Publié par Olivier
le 03 avril 2026 à 16h15
Avant le huitième de finale de Challenge Cup à Newcastle ce samedi, Ronan O'Gara a fait le point sur ses ambitions. Le manager du Stade Rochelais, confronté à une cascade de blessures, préfère ne pas parler de trophée et se concentrer sur la recherche d'une performance.
Interrogé sur ses intentions dans cette compétition, Ronan O'Gara n'a pas cherché à embellir la situation.
Le manager du Stade Rochelais, dont l'équipe est minée par les blessures, refuse pour l'instant de se projeter vers un trophée en Challenge Cup : "En ce moment, on ne peut pas se demander dans quelle compétition on est. Quand tu es manager, tu cherches la performance. Pour avoir une performance, tu as besoin de certains ingrédients ou bases dans ton quotidien. Or, on en manque."
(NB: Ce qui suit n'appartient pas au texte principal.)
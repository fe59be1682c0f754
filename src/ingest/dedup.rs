// src/ingest/dedup.rs
//! Store snapshot + freshness/dedup gate.
//!
//! The snapshot is rebuilt from the store contents on every run; there is no
//! separate cursor. Reruns after a partial commit are therefore self-healing:
//! anything already appended is excluded by link, anything missing is admitted.

use chrono::{DateTime, Utc};
use std::collections::{HashMap, HashSet};

use crate::ingest::timeline::TimelineClock;
use crate::ingest::types::{CandidateRecord, SkipReason};

/// Links and per-source watermarks, read once at the start of a run.
#[derive(Debug, Clone, Default, PartialEq, Eq)]
pub struct StoreSnapshot {
    links: HashSet<String>,
    watermarks: HashMap<String, DateTime<Utc>>,
    rows: usize,
}

#[derive(Debug, Default, Clone, Copy)]
struct Columns {
    date: Option<usize>,
    time: Option<usize>,
    source: Option<usize>,
    link: Option<usize>,
}

impl Columns {
    fn from_header(header: &[String]) -> Self {
        let find = |name: &str| {
            header
                .iter()
                .position(|h| h.trim().eq_ignore_ascii_case(name))
        };
        Self {
            date: find("date"),
            time: find("time"),
            source: find("source"),
            link: find("link"),
        }
    }

    fn is_empty(&self) -> bool {
        self.link.is_none() && (self.date.is_none() || self.source.is_none())
    }
}

fn cell(row: &[String], idx: Option<usize>) -> Option<&str> {
    idx.and_then(|i| row.get(i))
        .map(|s| s.trim())
        .filter(|s| !s.is_empty())
}

impl StoreSnapshot {
    pub fn empty() -> Self {
        Self::default()
    }

    /// Build from a raw store read: first row is the header, the rest is data.
    /// Columns are located by header name; missing columns degrade to an
    /// empty link set and/or no watermarks.
    pub fn from_rows(rows: &[Vec<String>], clock: &TimelineClock) -> Self {
        let Some((header, data)) = rows.split_first() else {
            return Self::empty();
        };
        let cols = Columns::from_header(header);
        if cols.is_empty() {
            tracing::warn!(
                header = ?header,
                "store header does not match the timeline schema; treating snapshot as empty"
            );
            return Self::empty();
        }

        let mut snap = Self::empty();
        let mut unparsed = 0usize;
        for row in data {
            if row.iter().all(|c| c.trim().is_empty()) {
                continue;
            }
            snap.rows += 1;
            if let Some(link) = cell(row, cols.link) {
                snap.links.insert(link.to_string());
            }
            let Some(source) = cell(row, cols.source) else {
                continue;
            };
            let date = cell(row, cols.date).unwrap_or_default();
            let time = cell(row, cols.time).unwrap_or("00:00");
            match clock.parse(date, time) {
                Some(ts) => snap.observe(source, ts),
                None => unparsed += 1,
            }
        }
        if unparsed > 0 {
            tracing::debug!(unparsed, "rows without a parsable Date/Time ignored for watermarks");
        }
        snap
    }

    pub fn observe(&mut self, source: &str, ts: DateTime<Utc>) {
        self.watermarks
            .entry(source.to_string())
            .and_modify(|w| {
                if ts > *w {
                    *w = ts;
                }
            })
            .or_insert(ts);
    }

    pub fn insert_link(&mut self, link: &str) {
        self.links.insert(link.to_string());
    }

    pub fn contains_link(&self, link: &str) -> bool {
        self.links.contains(link)
    }

    pub fn watermark(&self, source: &str) -> Option<DateTime<Utc>> {
        self.watermarks.get(source).copied()
    }

    pub fn link_count(&self) -> usize {
        self.links.len()
    }

    /// Non-empty data rows seen while building the snapshot.
    pub fn row_count(&self) -> usize {
        self.rows
    }

    pub fn is_empty(&self) -> bool {
        self.links.is_empty() && self.watermarks.is_empty()
    }
}

/// Gate decision for one item.
#[derive(Debug, Clone, Copy, PartialEq, Eq)]
pub enum Gate {
    Admit,
    Duplicate,
    Stale { watermark: DateTime<Utc> },
}

impl Gate {
    pub fn skip_reason(self) -> Option<SkipReason> {
        match self {
            Gate::Admit => None,
            Gate::Duplicate => Some(SkipReason::Duplicate),
            Gate::Stale { watermark } => Some(SkipReason::Stale { watermark }),
        }
    }
}

/// Applies dedup + freshness against the run's snapshot. Links admitted during
/// the run are remembered so the same link is never committed twice in one run.
/// Watermarks are *not* advanced mid-run.
#[derive(Debug)]
pub struct FreshnessGate {
    snapshot: StoreSnapshot,
    admitted: HashSet<String>,
}

impl FreshnessGate {
    pub fn new(snapshot: StoreSnapshot) -> Self {
        Self {
            snapshot,
            admitted: HashSet::new(),
        }
    }

    /// Pure check; does not record anything.
    pub fn check(&self, source: &str, link: &str, ts: DateTime<Utc>) -> Gate {
        if self.snapshot.contains_link(link) || self.admitted.contains(link) {
            return Gate::Duplicate;
        }
        match self.snapshot.watermark(source) {
            Some(watermark) if ts <= watermark => Gate::Stale { watermark },
            _ => Gate::Admit,
        }
    }

    /// Check and, on admit, reserve the link for this run.
    pub fn admit(&mut self, candidate: &CandidateRecord) -> Gate {
        let g = self.check(&candidate.source, &candidate.link, candidate.published_at);
        if g == Gate::Admit {
            self.admitted.insert(candidate.link.clone());
        }
        g
    }

    pub fn admitted_count(&self) -> usize {
        self.admitted.len()
    }
}
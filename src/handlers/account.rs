use axum::{
    extract::State,
    http::StatusCode,
    response::{IntoResponse, Response},
    Extension,
};
use std::sync::LazyLock;

use crate::capability::Key;
use crate::error::Result;
use crate::middleware_layer::session::CurrentAccount;
use crate::state::AppState;

// SENSITIVE - the only capability that opens sealed PII. It lives here, in
// the one code path allowed to render it, and is never exported.
static RENDER_KEY: LazyLock<Key> = LazyLock::new(Key::mint);

/// The distinguished capability presented by the account page when it
/// renders PII. The session resolver seals `real_name`/`email` to exactly
/// this key.
pub(crate) fn render_key() -> &'static Key {
    &RENDER_KEY
}

/// Renders the viewer's own account, including their PII.
#[axum::debug_handler]
pub async fn account_page(
    State(_state): State<AppState>,
    Extension(current): Extension<CurrentAccount>,
) -> Result<Response> {
    let Some(account) = current.0 else {
        return Ok((StatusCode::OK, r#"{"account":null}"#).into_response());
    };

    let none = None;
    let real_name = account.real_name.open_or(render_key(), &none);
    let email = account.email.open_or(render_key(), &none);

    let response = sonic_rs::to_string(&sonic_rs::json!({
        "account": {
            "aid": account.id,
            "display_name": account.display_name,
            "public_url": account.public_url,
            "created": account.created.to_rfc3339(),
            "real_name": real_name,
            "email": email,
        }
    }))
    .unwrap_or_else(|_| r#"{"account":null}"#.to_string());

    Ok((StatusCode::OK, response).into_response())
}
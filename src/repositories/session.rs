use chrono::{Duration, Utc};
use deadpool_postgres::Client;
use tokio_postgres::Row;

use crate::error::Result;
use crate::sql::Sql;

/// Deletes the session row for `nonce` if it is older than the TTL.
///
/// Runs before the upsert so a stale session is purged rather than silently
/// extended.
pub async fn purge_if_stale(client: &Client, nonce: &str, ttl_secs: i64) -> Result<u64> {
    let cutoff = Utc::now() - Duration::seconds(ttl_secs);
    Sql::lit("DELETE FROM sessions WHERE session_nonce = ")
        .bind(nonce.to_string())
        .push(" AND created < ")
        .bind(cutoff)
        .execute(client)
        .await
}

/// Inserts a session row for `nonce` with no account, or refreshes the
/// timestamp of an existing one (sliding expiration). Atomic: two concurrent
/// first sightings of a nonce cannot both insert.
pub async fn upsert(client: &Client, nonce: &str) -> Result<()> {
    Sql::lit("INSERT INTO sessions (session_nonce, aid) VALUES (")
        .bind(nonce.to_string())
        .push(", NULL) ON CONFLICT (session_nonce) DO UPDATE SET created = NOW()")
        .execute(client)
        .await?;
    Ok(())
}

/// Fetches the session's account identity, display fields, and PII in one
/// read across sessions → accounts → personal_info.
pub async fn lookup(client: &Client, nonce: &str) -> Result<Option<Row>> {
    let rows = Sql::lit(
        "SELECT sessions.aid, accounts.display_name, accounts.display_name_html, \
         accounts.public_url, accounts.created AS account_created, \
         personal_info.real_name, personal_info.email \
         FROM sessions \
         LEFT JOIN accounts ON sessions.aid = accounts.aid \
         LEFT JOIN personal_info ON sessions.aid = personal_info.aid \
         WHERE sessions.session_nonce = ",
    )
    .bind(nonce.to_string())
    .query(client)
    .await?;
    Ok(rows.into_iter().next())
}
Pour le coach maritime, le plus gros souci ne réside pas uniquement dans les absences, mais dans le déséquilibre que cela crée au quotidien.
Sans véritable bataille de places dans l'effectif, la dynamique de groupe s'en ressent inévitablement : "Le plus grand manque, c'est l'absence de compétition naturelle, c'est de ne pas avoir deux ou trois joueurs par poste. Souvent, c'est un pour une place… Dans l'histoire du sport, et surtout au rugby, s'il n'y a pas de concurrence ou pas des mecs super affutés, et que tu sais que tu vas jouer, inconsciemment, tu te relâches un peu."

Plutôt que de viser un parcours en Challenge Cup, le natif de San Diego préfère se focaliser sur un objectif plus immédiat, à savoir relancer la machine après une période compliquée : "L'état d'esprit pour aller chercher un trophée, c'est complètement différent d'où on est en ce moment. Je dois être réaliste. Moi, je cherche une performance pour recommencer une bonne dynamique."
Avant le déplacement à Newcastle en huitième de finale, Ronan O'Gara a également pointé du doigt les carences techniques observées lors du dernier match face à Bayonne: "C'était un peu mieux de temps en temps mais certains fondamentaux – lancer la balle et taper le ballon avec précision – n'existaient pas à Anoeta. Si tu ne tues pas l'adversaire quand tu as cinq, six balles de match… c'était possible pour nous de les faire craquer, mais il s'est passé l'inverse."